_ASSIGNMENT_. In the reply, include exactly the lines of the entries below from the first to the line with "pub type SkydbAccumulatorRef", that line included.

_DATA UNDER STUDY_.
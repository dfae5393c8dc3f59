// Licensed to the Apache Software Foundation (ASF) under one
// or more contributor license agreements.  See the NOTICE file
// distributed with this work for additional information
// regarding copyright ownership.  The ASF licenses this file
// to you under the Apache License, Version 2.0 (the
// "License"); you may not use this file except in compliance
// with the License.  You may obtain a copy of the License at
//
//   http://www.apache.org/licenses/LICENSE-2.0
//
// Unless required by applicable law or agreed to in writing,
// software distributed under the License is distributed on an
// "AS IS" BASIS, WITHOUT WARRANTIES OR CONDITIONS OF ANY
// KIND, either express or implied.  See the License for the
// specific language governing permissions and limitations
// under the License.
use std::{any::Any, fmt::Debug, sync::Arc};

use arrow_schema::{DataType, FieldRef};
use datafusion_common::{not_impl_err, Result};
use datafusion_expr::{
    function::{AccumulatorArgs, StateFieldsArgs},
    Accumulator, AggregateUDFImpl, Documentation, Signature, Volatility,
};

use crate::matchers::ArgMatcher;

pub type SkydbAccumulatorRef = Arc<dyn SkydbAccumulator + Send + Sync>;

/// Top-level aggregate user-defined function
///
/// This struct implements datafusion's AggregateUDFImpl and implements kernel
/// dispatch such that implementations can be registered flexibly.
#[derive(Debug, Clone)]
pub struct SkydbAggregateUDF {
    name: String,
    signature: Signature,
    kernels: Vec<SkydbAccumulatorRef>,
    documentation: Option<Documentation>,
}

impl SkydbAggregateUDF {
    /// Create a new SkydbAggregateUDF
    pub fn new(
        name: &str,
        kernels: Vec<SkydbAccumulatorRef>,
        volatility: Volatility,
        documentation: Option<Documentation>,
    ) -> Self {
        let signature = Signature::user_defined(volatility);
        Self {
            name: name.to_string(),
            signature,
            kernels,
            documentation,
        }
    }

    /// Create a new stub aggregate function that calculates a return type but
    /// fails when invoked with arguments.
    pub fn new_stub(
        name: &str,
        arg_matcher: ArgMatcher,
        volatility: Volatility,
        documentation: Option<Documentation>,
    ) -> Self {
        let stub_kernel = StubAccumulator::new(name.to_string(), arg_matcher);
        Self::new(name, vec![Arc::new(stub_kernel)], volatility, documentation)
    }

    /// Return a copy of this UDF registered under a different name
    pub fn with_name(&self, name: &str) -> SkydbAggregateUDF {
        let mut out = self.clone();
        out.name = name.to_string();
        out
    }

    /// Add a new kernel to an aggregate UDF
    ///
    /// Because kernels are resolved in reverse order, the new kernel will
    /// take precedence over any previously added kernels that apply to the
    /// same types.
    pub fn add_kernel(&mut self, kernel: SkydbAccumulatorRef) {
        self.kernels.push(kernel);
    }

    /// List the current kernels
    pub fn kernels(&self) -> &[SkydbAccumulatorRef] {
        &self.kernels
    }

    fn dispatch_impl(&self, args: &[DataType]) -> Result<(&dyn SkydbAccumulator, DataType)> {
        // Resolve kernels in reverse so that more recently added ones are
        // resolved first
        for kernel in self.kernels.iter().rev() {
            if let Some(return_type) = kernel.return_type(args)? {
                return Ok((kernel.as_ref(), return_type));
            }
        }

        not_impl_err!("{}({:?}): No kernel matching arguments", self.name, args)
    }
}

impl AggregateUDFImpl for SkydbAggregateUDF {
    fn as_any(&self) -> &dyn Any {
        self
    }

    fn name(&self) -> &str {
        &self.name
    }

    fn signature(&self) -> &Signature {
        &self.signature
    }

    fn coerce_types(&self, arg_types: &[DataType]) -> Result<Vec<DataType>> {
        Ok(arg_types.into())
    }

    fn state_fields(&self, args: StateFieldsArgs) -> Result<Vec<FieldRef>> {
        let arg_types = args
            .input_fields
            .iter()
            .map(|field| field.data_type().clone())
            .collect::<Vec<_>>();
        let (accumulator, _) = self.dispatch_impl(&arg_types)?;
        accumulator.state_fields(&arg_types)
    }

    fn return_type(&self, arg_types: &[DataType]) -> Result<DataType> {
        let (_, out_type) = self.dispatch_impl(arg_types)?;
        Ok(out_type)
    }

    fn accumulator(&self, acc_args: AccumulatorArgs) -> Result<Box<dyn Accumulator>> {
        let arg_fields = acc_args
            .exprs
            .iter()
            .map(|expr| expr.return_field(acc_args.schema))
            .collect::<Result<Vec<_>>>()?;
        let arg_types = arg_fields
            .iter()
            .map(|field| field.data_type().clone())
            .collect::<Vec<_>>();
        let (accumulator, output_type) = self.dispatch_impl(&arg_types)?;
        accumulator.accumulator(&arg_types, &output_type)
    }

    fn documentation(&self) -> Option<&Documentation> {
        self.documentation.as_ref()
    }
}

/// Aggregate kernel implementation
pub trait SkydbAccumulator: Debug {
    /// Given input data types, calculate an output data type
    fn return_type(&self, args: &[DataType]) -> Result<Option<DataType>>;

    /// Given input data types and the previously-calculated output data type,
    /// resolve an [Accumulator] providing the underlying DataFusion
    /// implementation
    fn accumulator(&self, args: &[DataType], output_type: &DataType)
        -> Result<Box<dyn Accumulator>>;

    /// The fields representing the underlying serialized state of the
    /// accumulator
    fn state_fields(&self, args: &[DataType]) -> Result<Vec<FieldRef>>;
}

#[derive(Debug)]
struct StubAccumulator {
    name: String,
    matcher: ArgMatcher,
}

impl StubAccumulator {
    fn new(name: String, matcher: ArgMatcher) -> Self {
        Self { name, matcher }
    }
}

impl SkydbAccumulator for StubAccumulator {
    fn return_type(&self, args: &[DataType]) -> Result<Option<DataType>> {
        self.matcher.match_args(args)
    }

    fn accumulator(
        &self,
        args: &[DataType],
        _output_type: &DataType,
    ) -> Result<Box<dyn Accumulator>> {
        not_impl_err!(
            "Implementation for {}({args:?}) was not registered",
            self.name
        )
    }

    fn state_fields(&self, _args: &[DataType]) -> Result<Vec<FieldRef>> {
        Ok(vec![])
    }
}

_OUTPUT OF THE TASK_.
repository dfae5393c8dc3f59
// Licensed to the Apache Software Foundation (ASF) under one
// or more contributor license agreements.  See the NOTICE file
// distributed with this work for additional information
// regarding copyright ownership.  The ASF licenses this file
// to you under the Apache License, Version 2.0 (the
// "License"); you may not use this file except in compliance
// with the License.  You may obtain a copy of the License at
//
//   http://www.apache.org/licenses/LICENSE-2.0
//
// Unless required by applicable law or agreed to in writing,
// software distributed under the License is distributed on an
// "AS IS" BASIS, WITHOUT WARRANTIES OR CONDITIONS OF ANY
// KIND, either express or implied.  See the License for the
// specific language governing permissions and limitations
// under the License.
use std::{any::Any, fmt::Debug, sync::Arc};

use arrow_schema::{DataType, FieldRef};
use datafusion_common::{not_impl_err, Result};
use datafusion_expr::{
    function::{AccumulatorArgs, StateFieldsArgs},
    Accumulator, AggregateUDFImpl, Documentation, Signature, Volatility,
};

use crate::matchers::ArgMatcher;

pub type SkydbAccumulatorRef = Arc<dyn SkydbAccumulator + Send + Sync>;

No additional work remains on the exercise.